Oncogene-induced metabolic reprograming supports cell growth and proliferation. Yet, it also links cancer cell survival to certain metabolic pathways and nutrients. In order to synthesise amino acids and nucleotides de novo for growth and proliferation, cancer cells depend on glycolysis, the cytoplasmic oxidation of glucose, which generates necessary metabolic intermediates and ATP. During glycolysis, NAD+ is used as the oxidizing agent and is thereby reduced into NADH. To ensure high glycolysis rates and maintain NADH/NAD+ homeostasis, cytoplasmic NAD+ has to be regenerated.

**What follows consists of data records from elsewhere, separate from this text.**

// All extern "C" exports accept raw pointers from C callers; the contract for
// each is stated once on the function rather than in a `# Safety` section.
#![allow(clippy::missing_safety_doc)]
//! # setfmt-abi
//!
//! `extern "C"` boundary for setfmt.
//!
//! ```text
//! C caller -> setfmt_print_out{,_sized} -> FfiArg decode -> setfmt-core Emitter -> C sink
//! ```
//!
//! C varargs are replaced by an array of tagged [`FfiArg`] values so the
//! crate builds on stable Rust. Results follow the C convention: the rendered
//! length on success, 0 when no buffer could be allocated, and a negative
//! errno for encoding errors (sized entry point only).

pub mod args;
pub mod collector_abi;
pub mod print_out_abi;

pub use args::{FfiArg, FfiArgValue};
//! Render buffers and the allocator seam used to obtain them.
//!
//! Each format-and-emit attempt owns exactly one [`RenderBuffer`]; the buffer
//! is dropped before the next attempt allocates. Allocation goes through
//! [`BufferAlloc`] so exhaustion is reported instead of aborting the process.

use thiserror::Error;

/// Allocation of a render buffer failed.
#[derive(Debug, Clone, Copy, PartialEq, Eq, Error)]
#[error("allocation of {capacity} bytes failed")]
pub struct AllocError {
    pub capacity: usize,
}

/// Owned, zero-filled byte buffer of a fixed capacity.
#[derive(Debug)]
pub struct RenderBuffer {
    bytes: Vec<u8>,
}

impl RenderBuffer {
    /// Allocate exactly `capacity` bytes, reporting exhaustion as an error.
    pub fn try_with_capacity(capacity: usize) -> Result<Self, AllocError> {
        let mut bytes = Vec::new();
        bytes
            .try_reserve_exact(capacity)
            .map_err(|_| AllocError { capacity })?;
        bytes.resize(capacity, 0);
        Ok(Self { bytes })
    }

    /// Capacity this buffer was requested with.
    #[must_use]
    pub fn capacity(&self) -> usize {
        self.bytes.len()
    }

    #[must_use]
    pub fn as_slice(&self) -> &[u8] {
        &self.bytes
    }

    pub fn as_mut_slice(&mut self) -> &mut [u8] {
        &mut self.bytes
    }
}

/// Source of render buffers.
pub trait BufferAlloc {
    fn allocate(&mut self, capacity: usize) -> Result<RenderBuffer, AllocError>;
}

impl<A: BufferAlloc + ?Sized> BufferAlloc for &mut A {
    fn allocate(&mut self, capacity: usize) -> Result<RenderBuffer, AllocError> {
        (**self).allocate(capacity)
    }
}

/// The global allocator, with fallible reservation.
#[derive(Debug, Default, Clone, Copy)]
pub struct SystemAlloc;

impl BufferAlloc for SystemAlloc {
    fn allocate(&mut self, capacity: usize) -> Result<RenderBuffer, AllocError> {
        RenderBuffer::try_with_capacity(capacity)
    }
}

/// Allocator that records every request and can fail a chosen attempt.
///
/// Used by tests and the conformance harness to observe the grow-to-fit
/// sequence (`1024 -> 2001`, ...) and to inject exhaustion.
#[derive(Debug, Default, Clone)]
pub struct RecordingAlloc {
    fail_on_attempt: Option<u32>,
    requests: Vec<usize>,
}

impl RecordingAlloc {
    #[must_use]
    pub fn new() -> Self {
        Self::default()
    }

    /// Fail the `attempt`-th allocation (1-based) and every one after it.
    #[must_use]
    pub fn failing_on(attempt: u32) -> Self {
        Self {
            fail_on_attempt: Some(attempt),
            requests: Vec::new(),
        }
    }

    /// Capacities requested so far, in order, including the failed one.
    #[must_use]
    pub fn requests(&self) -> &[usize] {
        &self.requests
    }

    pub fn reset(&mut self) {
        self.requests.clear();
    }
}

impl BufferAlloc for RecordingAlloc {
    fn allocate(&mut self, capacity: usize) -> Result<RenderBuffer, AllocError> {
        self.requests.push(capacity);
        match self.fail_on_attempt {
            Some(n) if self.requests.len() >= n as usize => Err(AllocError { capacity }),
            _ => RenderBuffer::try_with_capacity(capacity),
        }
    }
}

The mitochondria are the major sites of NADH reoxidation into NAD+ where NADH-derived electrons enter the electron transport chain for ATP production. Since NADH/NAD+ cannot cross membranes, the malate-aspartate shuttle (MAS) or the glycerol-3-phosphate shuttle (GPS) are used as intermediate electron carriers. In addition, cytoplasmic NAD+ is generated by NADH-electron transfer to pyruvate, reducing it to lactate (the Warburg effect). NADH/NAD+ homeostasis plays a pivotal role in cancer cell survival, but our knowledge about the involved regulatory mechanisms is still limited. Here, we show that the proto-oncogenic transcription factor C/EBPβ-LIP stimulates both glycolysis and the MAS. Inhibition of glycolysis with ongoing C/EBPβ-LIP-induced MAS activity results in NADH depletion and apoptosis that can be rescued by inhibiting either the MAS or other NADH-consuming processes. Therefore, beyond the discovery of C/EBPβ-LIP as a dual activator of glycolysis and the MAS, this study indicates that simultaneous inhibition of glycolysis and lowering of the NADH/NAD+ ratio may be considered to treat cancer.